In the hunt for exoplanets, scientists in MIT’s Department of Earth, Atmospheric and Planetary Sciences (EAPS) are breaking boundaries between disciplines, integrating the fields of physics, chemistry, biology, astronomy, and the geosciences to drive innovations in techniques and technology—with the tantalizing prospect of detecting life beyond Earth.
How do planets form and evolve? What role do atmospheres play in their evolution, and how might this inform us about our own environmental changes? What can exoplanets tell us about our own solar system? Do other Earth-like planets exist? Could they be harboring life?
The innate human desire to understand the origins and natural systems of our own world and our place in the universe fuels the questions which our planetary scientists seek to answer—watch to learn more about the different ways they're tackling the search for other worlds.
This series was made possible by the generous support of the Philanthropic Ventures Foundation, in partnership with the Heising-Simons Foundation.
The Hallmark of Discovery
with Sara Seager
Novel research directions drive technological innovation in the search for an Earth twin—and the ultimate discovery of life beyond our own planet. As a professor of planetary sciences in EAPS, Sara Seager is following her curiosity into new areas, from designing new space instrumentation to better detect exoplanet atmospheres to investigating the underlying chemistry of life on Earth.
From TRAPPIST to SPECULOOS
with Julien de Wit
Small telescopes are pushing a paradigm shift in exoplanet discovery and characterization. Julien de Wit, professor of planetary sciences in EAPS, takes a novel approach in the search for life beyond Earth. Instead of bigger is better, he's part of a team pioneering small, cost-effective ground-based telescopes to speed up the pace of surveying the skies, and passing along only the most promising targets for examination by the large ground and space-based telescopes which come with billion-dollar pricetags.
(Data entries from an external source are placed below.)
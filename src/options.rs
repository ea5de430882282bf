//! Per-call deployment options.

use crate::types::ProxyKind;
use serde::{Deserialize, Serialize};
use serde_json::{Map, Value};

/// Everything `deploy` recognises, plus one opaque bag for the proxy deployer.
#[derive(Debug, Clone, Default, PartialEq, Serialize, Deserialize)]
pub struct DeployOptions {
    /// Clear the cached address and pending operation before anything else.
    pub no_cache: bool,
    /// Skip the confirmation gate.
    pub no_confirm: bool,
    /// Install behind an upgradeable proxy instead of directly.
    pub proxy: Option<ProxyKind>,
    /// Forwarded verbatim to the proxy deployer. Ignored for direct deploys.
    pub extra: Map<String, Value>,
}

impl DeployOptions {
    pub fn new() -> Self {
        Self::default()
    }

    pub fn no_cache(mut self) -> Self {
        self.no_cache = true;
        self
    }

    pub fn no_confirm(mut self) -> Self {
        self.no_confirm = true;
        self
    }

    pub fn with_proxy(mut self, kind: ProxyKind) -> Self {
        self.proxy = Some(kind);
        self
    }

    /// Add an opaque parameter for the proxy deployer.
    pub fn with_extra(mut self, key: impl Into<String>, value: impl Into<Value>) -> Self {
        self.extra.insert(key.into(), value.into());
        self
    }
}

/// What a proxy deployer receives: the kind plus the caller's extras.
#[derive(Debug, Clone, PartialEq, Serialize, Deserialize)]
pub struct ProxyOptions {
    pub kind: ProxyKind,
    pub extra: Map<String, Value>,
}
//! End-to-end tests against the file-backed cache.
//!
//! A "restart" is a fresh orchestrator pointed at the same cache directory,
//! which is all a new process would share with the old one.

#![cfg(all(feature = "test-utils", feature = "file-storage"))]

use ledger_migrate::testing::{RecordingConfirm, SimulatedDeployable, SimulatedLedger};
use ledger_migrate::{
    AutoConfirm, CacheDir, Confirm, DeployError, DeployOptions, NetworkIdentity, Orchestrator,
    OrchestratorConfig, RecordState,
};
use serde_json::{json, Value};
use std::path::Path;
use std::time::Duration;

fn orchestrator<P: Confirm>(
    ledger: &SimulatedLedger,
    dir: &Path,
    confirm: P,
) -> Orchestrator<SimulatedLedger, CacheDir, P> {
    let config = OrchestratorConfig::default().with_cache_dir(dir);
    Orchestrator::new(ledger.clone(), CacheDir::from_config(&config), confirm, config)
}

fn read_cache(dir: &Path, chain_id: u64) -> Value {
    let path = dir.join(format!(".cache-{chain_id}.json"));
    serde_json::from_str(&std::fs::read_to_string(path).unwrap()).unwrap()
}

fn token_args() -> Vec<Value> {
    vec![json!("Name"), json!("SYM")]
}

// ═══════════════════════════════════════════════════════════════════
// IDEMPOTENCE
// ═══════════════════════════════════════════════════════════════════

#[tokio::test]
async fn test_token_scenario_on_disk() {
    let dir = tempfile::tempdir().unwrap();
    let ledger = SimulatedLedger::hardhat();
    let token = SimulatedDeployable::new(&ledger, "ERC20Mock");

    let first = orchestrator(&ledger, dir.path(), AutoConfirm::no())
        .deploy(
            "token",
            &token,
            &token_args(),
            &DeployOptions::new().no_cache().no_confirm(),
        )
        .await
        .unwrap();
    let address = first.address().cloned().unwrap();

    let cache = read_cache(dir.path(), 31337);
    assert_eq!(cache["token"]["address"], json!(address.as_str()));
    assert_eq!(
        cache["token"]["txHash"],
        json!(ledger.submissions()[0].operation_id.as_str())
    );

    // Second run, new process: same address, nothing submitted.
    let second = orchestrator(&ledger, dir.path(), AutoConfirm::no())
        .deploy("token", &token, &token_args(), &DeployOptions::new().no_confirm())
        .await
        .unwrap();
    assert_eq!(second.address(), Some(&address));
    assert_eq!(ledger.submission_count(), 1);
    assert_eq!(ledger.confirmation_waits(), 1);
}

#[tokio::test]
async fn test_cached_address_never_prompts_after_restart() {
    let dir = tempfile::tempdir().unwrap();
    let ledger = SimulatedLedger::hardhat();
    let token = SimulatedDeployable::new(&ledger, "ERC20Mock");

    orchestrator(&ledger, dir.path(), AutoConfirm::yes())
        .deploy("token", &token, &token_args(), &DeployOptions::new())
        .await
        .unwrap();

    // A gate that would refuse is never asked.
    let confirm = RecordingConfirm::new(false);
    let outcome = orchestrator(&ledger, dir.path(), confirm.clone())
        .deploy("token", &token, &token_args(), &DeployOptions::new())
        .await
        .unwrap();
    assert!(!outcome.is_declined());
    assert!(confirm.messages().is_empty());
}

// ═══════════════════════════════════════════════════════════════════
// RESUME AFTER INTERRUPTION
// ═══════════════════════════════════════════════════════════════════

#[tokio::test]
async fn test_resume_after_crash_during_confirmation() {
    let dir = tempfile::tempdir().unwrap();
    let ledger = SimulatedLedger::hardhat();
    let token = SimulatedDeployable::new(&ledger, "ERC20Mock");
    let opts = DeployOptions::new().no_confirm();

    // First run: submission goes out, confirmation never arrives, and the
    // run is killed mid-wait.
    ledger.hold_confirmations();
    {
        let crashed = orchestrator(&ledger, dir.path(), AutoConfirm::yes());
        let result = tokio::time::timeout(
            Duration::from_millis(50),
            crashed.deploy("token", &token, &token_args(), &opts),
        )
        .await;
        assert!(result.is_err(), "deploy should still be waiting");
    }
    assert_eq!(ledger.submission_count(), 1);
    let submitted = ledger.submissions()[0].operation_id.clone();

    let cache = read_cache(dir.path(), 31337);
    assert_eq!(cache["token"]["txHash"], json!(submitted.as_str()));
    assert!(cache["token"].get("address").is_none());

    // Second run: the chain has caught up.
    ledger.release_confirmations();
    let resumed = orchestrator(&ledger, dir.path(), AutoConfirm::yes());
    assert_eq!(
        resumed.record("token").await.unwrap().state(),
        RecordState::Pending(submitted.clone())
    );

    let outcome = resumed
        .deploy("token", &token, &token_args(), &opts)
        .await
        .unwrap();

    assert_eq!(ledger.submission_count(), 1, "must not resubmit");
    assert_eq!(outcome.address().cloned(), ledger.address_of(&submitted));
    assert_eq!(
        read_cache(dir.path(), 31337)["token"]["address"],
        json!(outcome.address().unwrap().as_str())
    );
}

#[tokio::test]
async fn test_confirmation_failure_persists_until_reset() {
    let dir = tempfile::tempdir().unwrap();
    let ledger = SimulatedLedger::hardhat();
    let token = SimulatedDeployable::new(&ledger, "ERC20Mock");
    let opts = DeployOptions::new().no_confirm();

    ledger.revert_next_submission();
    let err = orchestrator(&ledger, dir.path(), AutoConfirm::yes())
        .deploy("token", &token, &token_args(), &opts)
        .await
        .unwrap_err();
    assert!(matches!(err, DeployError::ConfirmationFailed { .. }));

    // Still failing after a restart: the pending record is intact.
    let err = orchestrator(&ledger, dir.path(), AutoConfirm::yes())
        .deploy("token", &token, &token_args(), &opts)
        .await
        .unwrap_err();
    assert!(matches!(err, DeployError::ConfirmationFailed { .. }));
    assert_eq!(ledger.submission_count(), 1);

    let outcome = orchestrator(&ledger, dir.path(), AutoConfirm::yes())
        .deploy("token", &token, &token_args(), &opts.clone().no_cache())
        .await
        .unwrap();
    assert!(outcome.address().is_some());
    assert_eq!(ledger.submission_count(), 2);
}

// ═══════════════════════════════════════════════════════════════════
// NETWORK ISOLATION
// ═══════════════════════════════════════════════════════════════════

#[tokio::test]
async fn test_networks_do_not_share_records() {
    let dir = tempfile::tempdir().unwrap();
    let mainnet = SimulatedLedger::new(NetworkIdentity::new(1, "mainnet"));
    let sepolia = SimulatedLedger::new(NetworkIdentity::new(11155111, "sepolia"));
    let opts = DeployOptions::new().no_confirm();

    let on_mainnet = orchestrator(&mainnet, dir.path(), AutoConfirm::yes())
        .deploy(
            "token",
            &SimulatedDeployable::new(&mainnet, "ERC20Mock"),
            &token_args(),
            &opts,
        )
        .await
        .unwrap();
    let on_sepolia = orchestrator(&sepolia, dir.path(), AutoConfirm::yes())
        .deploy(
            "token",
            &SimulatedDeployable::new(&sepolia, "ERC20Mock"),
            &token_args(),
            &opts,
        )
        .await
        .unwrap();

    assert_eq!(mainnet.submission_count(), 1);
    assert_eq!(sepolia.submission_count(), 1);
    assert_ne!(on_mainnet.address(), on_sepolia.address());

    assert_eq!(
        read_cache(dir.path(), 1)["token"]["address"],
        json!(on_mainnet.address().unwrap().as_str())
    );
    assert_eq!(
        read_cache(dir.path(), 11155111)["token"]["address"],
        json!(on_sepolia.address().unwrap().as_str())
    );
}

// ═══════════════════════════════════════════════════════════════════
// CACHE FAILURES
// ═══════════════════════════════════════════════════════════════════

#[tokio::test]
async fn test_corrupt_cache_is_fatal() {
    let dir = tempfile::tempdir().unwrap();
    std::fs::write(dir.path().join(".cache-31337.json"), "{ truncated").unwrap();

    let ledger = SimulatedLedger::hardhat();
    let token = SimulatedDeployable::new(&ledger, "ERC20Mock");
    let err = orchestrator(&ledger, dir.path(), AutoConfirm::yes())
        .deploy("token", &token, &token_args(), &DeployOptions::new().no_confirm())
        .await
        .unwrap_err();

    assert!(matches!(err, DeployError::CacheUnavailable(_)));
    assert_eq!(ledger.submission_count(), 0);
}

#[tokio::test]
async fn test_other_layout_is_refused_not_overwritten() {
    let dir = tempfile::tempdir().unwrap();
    let path = dir.path().join(".cache-31337.json");
    let seeded = r#"{"token":"0xlegacyaddress","token-pending":"0xlegacytx"}"#;
    std::fs::write(&path, seeded).unwrap();

    let ledger = SimulatedLedger::hardhat();
    let token = SimulatedDeployable::new(&ledger, "ERC20Mock");
    let err = orchestrator(&ledger, dir.path(), AutoConfirm::yes())
        .deploy("token", &token, &token_args(), &DeployOptions::new().no_confirm())
        .await
        .unwrap_err();

    assert!(matches!(err, DeployError::CorruptRecord { ref key, .. } if key == "token"));
    assert_eq!(ledger.submission_count(), 0);
    assert_eq!(std::fs::read_to_string(&path).unwrap(), seeded);
}

#[tokio::test]
async fn test_declined_leaves_no_cache_file() {
    let dir = tempfile::tempdir().unwrap();
    let ledger = SimulatedLedger::hardhat();
    let token = SimulatedDeployable::new(&ledger, "ERC20Mock");

    let outcome = orchestrator(&ledger, dir.path(), AutoConfirm::no())
        .deploy("token", &token, &token_args(), &DeployOptions::new())
        .await
        .unwrap();

    assert!(outcome.is_declined());
    assert!(!dir.path().join(".cache-31337.json").exists());
}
Life, in the Simplest of Terms
with Clara Sousa-Silva
Searching for signatures of distant life, one molecule at a time. Clara Sousa-Silva, 51 Pegasi b Research Scientist in EAPS, explains how researchers use spectroscopy and fundamentals of atmospheric chemistry to detect possible life on planets orbiting faraway stars.
Seeing Through Stardust
with Tajana Schneiderman
Observing Earth-like planets with next-generation telescopes—through the haze of asteroids and dust. EAPS graduate student Tajana Schneiderman is working on understanding how tiny particles of dust are composed and distributed in our own solar system and beyond, in order to improve our ability to directly visualize small planets orbiting distant sun-like stars.
with Jason Dittman
Bringing faraway worlds into focus with advances in space instrumentation. Jason Dittman, 51 Pegasi b Doctoral Fellow in EAPS, discusses how next-generation telescopes and innovative detection algorithms are accelerating the pace of discovery, allowing us to peer farther, and more clearly, into neighboring star systems than ever before.
Challenging the Theories
with Ian Wong
The field of exoplanetary research continues to make strange and surprising discoveries with breakthroughs in detection and machine learning. Meet Ian Wong, 51 Pegasi b Doctoral Fellow in EAPS.
Header image: Illustration of what the TRAPPIST-1 planetary system might look like from a vantage point near planet TRAPPIST-1f (at right). (Credit: NASA/JPL-Caltech)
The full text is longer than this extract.